- _Exercise instructions_
What lines of the data hold the string "never"? Copy them all.

--- Provided records Enclosed Below ---

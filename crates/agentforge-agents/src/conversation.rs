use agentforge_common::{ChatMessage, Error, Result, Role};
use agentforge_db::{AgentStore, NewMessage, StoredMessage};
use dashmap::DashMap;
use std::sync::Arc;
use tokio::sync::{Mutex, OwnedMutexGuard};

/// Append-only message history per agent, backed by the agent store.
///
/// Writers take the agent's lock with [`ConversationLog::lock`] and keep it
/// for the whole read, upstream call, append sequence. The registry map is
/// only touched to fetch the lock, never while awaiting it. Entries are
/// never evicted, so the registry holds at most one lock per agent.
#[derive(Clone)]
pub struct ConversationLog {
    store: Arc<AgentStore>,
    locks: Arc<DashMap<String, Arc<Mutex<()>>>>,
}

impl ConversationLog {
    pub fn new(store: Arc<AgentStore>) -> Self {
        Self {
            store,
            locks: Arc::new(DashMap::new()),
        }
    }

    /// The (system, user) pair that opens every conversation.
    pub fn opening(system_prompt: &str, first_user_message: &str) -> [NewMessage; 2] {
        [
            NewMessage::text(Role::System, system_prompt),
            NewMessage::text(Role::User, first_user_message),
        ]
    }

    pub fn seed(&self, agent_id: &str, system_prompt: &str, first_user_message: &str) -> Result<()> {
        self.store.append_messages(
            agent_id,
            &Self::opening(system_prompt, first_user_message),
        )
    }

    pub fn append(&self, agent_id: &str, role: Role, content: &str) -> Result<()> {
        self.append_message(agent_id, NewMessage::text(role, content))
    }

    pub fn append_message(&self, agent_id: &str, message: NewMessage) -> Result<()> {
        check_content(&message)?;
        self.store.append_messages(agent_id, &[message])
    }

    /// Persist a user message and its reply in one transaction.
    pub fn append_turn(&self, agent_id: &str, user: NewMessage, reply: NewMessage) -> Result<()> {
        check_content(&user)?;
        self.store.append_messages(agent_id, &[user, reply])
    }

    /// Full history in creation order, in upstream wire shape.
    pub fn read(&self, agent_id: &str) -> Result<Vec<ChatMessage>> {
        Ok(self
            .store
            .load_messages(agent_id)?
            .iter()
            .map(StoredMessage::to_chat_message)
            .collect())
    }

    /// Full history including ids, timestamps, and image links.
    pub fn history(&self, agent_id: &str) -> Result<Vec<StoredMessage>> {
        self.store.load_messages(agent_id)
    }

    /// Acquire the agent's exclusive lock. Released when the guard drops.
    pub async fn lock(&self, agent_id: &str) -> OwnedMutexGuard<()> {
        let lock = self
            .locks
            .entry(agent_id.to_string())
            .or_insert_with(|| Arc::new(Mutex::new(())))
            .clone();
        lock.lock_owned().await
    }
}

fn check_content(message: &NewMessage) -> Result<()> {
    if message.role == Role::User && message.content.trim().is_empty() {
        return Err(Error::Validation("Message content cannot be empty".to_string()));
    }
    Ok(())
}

--- End of Enclosed Provided records ---
--- Provided records Enclosed Below ---

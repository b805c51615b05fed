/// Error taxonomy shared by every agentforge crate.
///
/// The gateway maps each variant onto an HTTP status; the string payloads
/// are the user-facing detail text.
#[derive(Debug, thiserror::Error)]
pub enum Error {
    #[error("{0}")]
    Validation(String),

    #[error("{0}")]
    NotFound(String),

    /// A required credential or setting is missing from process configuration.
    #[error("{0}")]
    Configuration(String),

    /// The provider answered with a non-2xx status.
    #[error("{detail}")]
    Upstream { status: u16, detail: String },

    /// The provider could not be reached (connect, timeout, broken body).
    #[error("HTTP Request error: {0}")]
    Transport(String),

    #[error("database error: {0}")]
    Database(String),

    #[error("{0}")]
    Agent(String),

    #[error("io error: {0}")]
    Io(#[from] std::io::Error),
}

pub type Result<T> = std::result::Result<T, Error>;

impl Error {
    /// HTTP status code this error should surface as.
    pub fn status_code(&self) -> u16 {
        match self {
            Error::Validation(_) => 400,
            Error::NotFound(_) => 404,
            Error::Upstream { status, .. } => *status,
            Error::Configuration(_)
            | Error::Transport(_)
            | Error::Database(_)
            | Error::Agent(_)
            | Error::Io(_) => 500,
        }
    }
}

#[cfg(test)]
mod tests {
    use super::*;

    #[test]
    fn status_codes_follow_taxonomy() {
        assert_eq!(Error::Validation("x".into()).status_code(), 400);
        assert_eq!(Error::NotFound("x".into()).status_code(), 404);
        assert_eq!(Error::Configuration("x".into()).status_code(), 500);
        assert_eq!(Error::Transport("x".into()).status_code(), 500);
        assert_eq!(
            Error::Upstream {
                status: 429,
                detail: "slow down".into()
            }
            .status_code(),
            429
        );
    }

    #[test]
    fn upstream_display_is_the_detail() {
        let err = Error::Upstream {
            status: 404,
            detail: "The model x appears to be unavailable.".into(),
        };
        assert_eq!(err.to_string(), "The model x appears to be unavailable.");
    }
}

--- End of Enclosed Provided records ---

- _Result of the exercise_
/// only touched to fetch the lock, never while awaiting it. Entries are
/// never evicted, so the registry holds at most one lock per agent.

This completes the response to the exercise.